猖獗を極めたヨーロッパにおいて、ペストの影響を受けなかった小さな漁村があり、フランス領、スペイン国境近くにあるコリウールというこの村では、アンチョビ漁が盛んに行われていました。
【現在のコリウール】
ここで捕れるアンチョビは、大西洋でとれるものよりも小型で脂肪が少なく味が良かったため、コリウールの塩漬けアンチョビーは世界一とも言われていました。
村全体がこの作業に関わっており、男たちが穫ってきたアンチョビを塩につけて1ヶ月おき、その後、女性たちが頭と腸を取り除いて3枚におろし、塩と魚が交互になるように樽に詰めました。

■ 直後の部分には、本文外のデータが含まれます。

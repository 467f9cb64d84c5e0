//! Media CDN provider
//!
//! Implements the `RemoteMediaStore` trait against a media CDN's
//! upload/admin HTTP API.

pub mod connector;
pub mod error;
pub mod types;

pub use connector::MediaCdnConnector;
pub use error::MediaCdnError;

その作業には大量の塩の備蓄が必要であり、この塩が村人をペストから救ったというのが有力な説です。
コリウール村ではペストは流行りませんでした。塩が村全体の抵抗力をあげていたからと考えられます。
最近、減塩を疑う識者や医師の書籍が注目され、少しづつ「適塩」の重要性に気づく人が増えていることを感じます。
中世ヨーロッパのペストにも打ち勝った「塩」は、現代人の抵抗力を増すためにも必要なはずです。